Start of Excerpted records

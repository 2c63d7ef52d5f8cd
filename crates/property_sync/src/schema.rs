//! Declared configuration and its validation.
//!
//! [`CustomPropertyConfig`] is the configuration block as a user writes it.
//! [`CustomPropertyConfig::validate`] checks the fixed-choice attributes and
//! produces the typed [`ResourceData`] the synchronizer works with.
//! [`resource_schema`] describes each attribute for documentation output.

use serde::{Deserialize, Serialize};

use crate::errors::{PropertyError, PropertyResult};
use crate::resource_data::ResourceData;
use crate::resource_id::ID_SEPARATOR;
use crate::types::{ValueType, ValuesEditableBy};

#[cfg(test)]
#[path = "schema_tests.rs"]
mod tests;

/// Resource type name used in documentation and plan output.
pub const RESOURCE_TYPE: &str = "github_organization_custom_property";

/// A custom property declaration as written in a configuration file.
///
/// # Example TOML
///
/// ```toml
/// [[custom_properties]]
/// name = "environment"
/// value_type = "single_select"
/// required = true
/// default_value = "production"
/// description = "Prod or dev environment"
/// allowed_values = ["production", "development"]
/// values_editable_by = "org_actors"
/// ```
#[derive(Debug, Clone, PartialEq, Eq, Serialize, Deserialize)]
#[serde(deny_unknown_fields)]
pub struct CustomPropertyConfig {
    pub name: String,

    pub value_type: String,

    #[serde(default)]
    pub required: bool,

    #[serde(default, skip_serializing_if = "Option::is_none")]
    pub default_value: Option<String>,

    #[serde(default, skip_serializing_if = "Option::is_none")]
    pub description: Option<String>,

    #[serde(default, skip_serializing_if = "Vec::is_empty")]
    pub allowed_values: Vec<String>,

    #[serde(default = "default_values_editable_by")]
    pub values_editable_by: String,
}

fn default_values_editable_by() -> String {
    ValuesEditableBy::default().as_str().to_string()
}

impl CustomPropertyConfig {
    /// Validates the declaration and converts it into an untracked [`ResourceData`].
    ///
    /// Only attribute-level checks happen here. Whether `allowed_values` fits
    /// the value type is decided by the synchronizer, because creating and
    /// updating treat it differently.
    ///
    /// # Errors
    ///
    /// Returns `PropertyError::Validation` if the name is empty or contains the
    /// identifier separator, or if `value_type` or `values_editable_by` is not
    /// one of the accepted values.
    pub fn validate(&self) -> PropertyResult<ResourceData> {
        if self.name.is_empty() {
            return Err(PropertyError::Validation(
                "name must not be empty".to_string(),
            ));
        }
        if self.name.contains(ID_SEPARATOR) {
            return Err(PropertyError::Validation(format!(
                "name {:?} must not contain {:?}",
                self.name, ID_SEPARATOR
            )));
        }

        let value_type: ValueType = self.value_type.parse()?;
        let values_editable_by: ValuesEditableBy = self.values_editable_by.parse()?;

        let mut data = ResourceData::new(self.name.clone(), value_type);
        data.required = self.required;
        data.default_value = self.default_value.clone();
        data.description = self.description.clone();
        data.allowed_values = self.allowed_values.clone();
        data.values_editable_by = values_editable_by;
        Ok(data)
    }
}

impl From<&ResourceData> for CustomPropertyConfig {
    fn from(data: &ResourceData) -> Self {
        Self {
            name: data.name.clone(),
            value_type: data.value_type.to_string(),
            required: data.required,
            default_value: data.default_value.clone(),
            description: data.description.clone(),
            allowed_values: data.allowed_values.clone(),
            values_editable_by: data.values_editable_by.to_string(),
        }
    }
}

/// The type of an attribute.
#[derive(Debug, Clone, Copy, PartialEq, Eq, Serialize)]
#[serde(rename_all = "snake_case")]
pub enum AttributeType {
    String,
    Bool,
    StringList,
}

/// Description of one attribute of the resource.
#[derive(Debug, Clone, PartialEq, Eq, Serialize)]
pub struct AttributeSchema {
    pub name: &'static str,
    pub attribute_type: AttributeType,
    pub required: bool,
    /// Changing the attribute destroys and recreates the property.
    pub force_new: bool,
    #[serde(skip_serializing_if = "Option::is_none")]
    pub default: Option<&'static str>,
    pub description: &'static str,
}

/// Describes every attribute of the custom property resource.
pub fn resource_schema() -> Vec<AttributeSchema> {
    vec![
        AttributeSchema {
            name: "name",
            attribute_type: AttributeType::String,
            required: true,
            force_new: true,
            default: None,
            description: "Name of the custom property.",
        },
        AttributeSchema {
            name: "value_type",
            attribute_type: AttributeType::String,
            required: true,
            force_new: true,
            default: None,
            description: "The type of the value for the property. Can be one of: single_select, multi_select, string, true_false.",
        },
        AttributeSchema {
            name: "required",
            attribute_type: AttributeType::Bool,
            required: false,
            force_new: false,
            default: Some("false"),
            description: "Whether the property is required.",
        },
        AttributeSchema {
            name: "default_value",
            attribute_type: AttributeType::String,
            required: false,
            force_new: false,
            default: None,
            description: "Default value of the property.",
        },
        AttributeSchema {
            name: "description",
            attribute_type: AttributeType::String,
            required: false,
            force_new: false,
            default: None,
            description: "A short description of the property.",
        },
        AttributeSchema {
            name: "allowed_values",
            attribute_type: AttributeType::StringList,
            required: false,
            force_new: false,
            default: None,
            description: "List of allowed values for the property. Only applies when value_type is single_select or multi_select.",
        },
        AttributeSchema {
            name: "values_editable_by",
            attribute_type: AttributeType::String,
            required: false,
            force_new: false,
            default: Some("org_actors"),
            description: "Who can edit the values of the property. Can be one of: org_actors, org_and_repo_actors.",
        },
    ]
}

End of Excerpted records

Prompt :: Retype the material word for word, including every line.

The answer ::
repository 2c63d7ef52d5f8cd
filename crates/property_sync/src/schema.rs
//! Declared configuration and its validation.
//!
//! [`CustomPropertyConfig`] is the configuration block as a user writes it.
//! [`CustomPropertyConfig::validate`] checks the fixed-choice attributes and
//! produces the typed [`ResourceData`] the synchronizer works with.
//! [`resource_schema`] describes each attribute for documentation output.

use serde::{Deserialize, Serialize};

use crate::errors::{PropertyError, PropertyResult};
use crate::resource_data::ResourceData;
use crate::resource_id::ID_SEPARATOR;
use crate::types::{ValueType, ValuesEditableBy};

#[cfg(test)]
#[path = "schema_tests.rs"]
mod tests;

/// Resource type name used in documentation and plan output.
pub const RESOURCE_TYPE: &str = "github_organization_custom_property";

/// A custom property declaration as written in a configuration file.
///
/// # Example TOML
///
/// ```toml
/// [[custom_properties]]
/// name = "environment"
/// value_type = "single_select"
/// required = true
/// default_value = "production"
/// description = "Prod or dev environment"
/// allowed_values = ["production", "development"]
/// values_editable_by = "org_actors"
/// ```
#[derive(Debug, Clone, PartialEq, Eq, Serialize, Deserialize)]
#[serde(deny_unknown_fields)]
pub struct CustomPropertyConfig {
    pub name: String,

    pub value_type: String,

    #[serde(default)]
    pub required: bool,

    #[serde(default, skip_serializing_if = "Option::is_none")]
    pub default_value: Option<String>,

    #[serde(default, skip_serializing_if = "Option::is_none")]
    pub description: Option<String>,

    #[serde(default, skip_serializing_if = "Vec::is_empty")]
    pub allowed_values: Vec<String>,

    #[serde(default = "default_values_editable_by")]
    pub values_editable_by: String,
}

fn default_values_editable_by() -> String {
    ValuesEditableBy::default().as_str().to_string()
}

impl CustomPropertyConfig {
    /// Validates the declaration and converts it into an untracked [`ResourceData`].
    ///
    /// Only attribute-level checks happen here. Whether `allowed_values` fits
    /// the value type is decided by the synchronizer, because creating and
    /// updating treat it differently.
    ///
    /// # Errors
    ///
    /// Returns `PropertyError::Validation` if the name is empty or contains the
    /// identifier separator, or if `value_type` or `values_editable_by` is not
    /// one of the accepted values.
    pub fn validate(&self) -> PropertyResult<ResourceData> {
        if self.name.is_empty() {
            return Err(PropertyError::Validation(
                "name must not be empty".to_string(),
            ));
        }
        if self.name.contains(ID_SEPARATOR) {
            return Err(PropertyError::Validation(format!(
                "name {:?} must not contain {:?}",
                self.name, ID_SEPARATOR
            )));
        }

        let value_type: ValueType = self.value_type.parse()?;
        let values_editable_by: ValuesEditableBy = self.values_editable_by.parse()?;

        let mut data = ResourceData::new(self.name.clone(), value_type);
        data.required = self.required;
        data.default_value = self.default_value.clone();
        data.description = self.description.clone();
        data.allowed_values = self.allowed_values.clone();
        data.values_editable_by = values_editable_by;
        Ok(data)
    }
}

impl From<&ResourceData> for CustomPropertyConfig {
    fn from(data: &ResourceData) -> Self {
        Self {
            name: data.name.clone(),
            value_type: data.value_type.to_string(),
            required: data.required,
            default_value: data.default_value.clone(),
            description: data.description.clone(),
            allowed_values: data.allowed_values.clone(),
            values_editable_by: data.values_editable_by.to_string(),
        }
    }
}

/// The type of an attribute.
#[derive(Debug, Clone, Copy, PartialEq, Eq, Serialize)]
#[serde(rename_all = "snake_case")]
pub enum AttributeType {
    String,
    Bool,
    StringList,
}

/// Description of one attribute of the resource.
#[derive(Debug, Clone, PartialEq, Eq, Serialize)]
pub struct AttributeSchema {
    pub name: &'static str,
    pub attribute_type: AttributeType,
    pub required: bool,
    /// Changing the attribute destroys and recreates the property.
    pub force_new: bool,
    #[serde(skip_serializing_if = "Option::is_none")]
    pub default: Option<&'static str>,
    pub description: &'static str,
}

/// Describes every attribute of the custom property resource.
pub fn resource_schema() -> Vec<AttributeSchema> {
    vec![
        AttributeSchema {
            name: "name",
            attribute_type: AttributeType::String,
            required: true,
            force_new: true,
            default: None,
            description: "Name of the custom property.",
        },
        AttributeSchema {
            name: "value_type",
            attribute_type: AttributeType::String,
            required: true,
            force_new: true,
            default: None,
            description: "The type of the value for the property. Can be one of: single_select, multi_select, string, true_false.",
        },
        AttributeSchema {
            name: "required",
            attribute_type: AttributeType::Bool,
            required: false,
            force_new: false,
            default: Some("false"),
            description: "Whether the property is required.",
        },
        AttributeSchema {
            name: "default_value",
            attribute_type: AttributeType::String,
            required: false,
            force_new: false,
            default: None,
            description: "Default value of the property.",
        },
        AttributeSchema {
            name: "description",
            attribute_type: AttributeType::String,
            required: false,
            force_new: false,
            default: None,
            description: "A short description of the property.",
        },
        AttributeSchema {
            name: "allowed_values",
            attribute_type: AttributeType::StringList,
            required: false,
            force_new: false,
            default: None,
            description: "List of allowed values for the property. Only applies when value_type is single_select or multi_select.",
        },
        AttributeSchema {
            name: "values_editable_by",
            attribute_type: AttributeType::String,
            required: false,
            force_new: false,
            default: Some("org_actors"),
            description: "Who can edit the values of the property. Can be one of: org_actors, org_and_repo_actors.",
        },
    ]
}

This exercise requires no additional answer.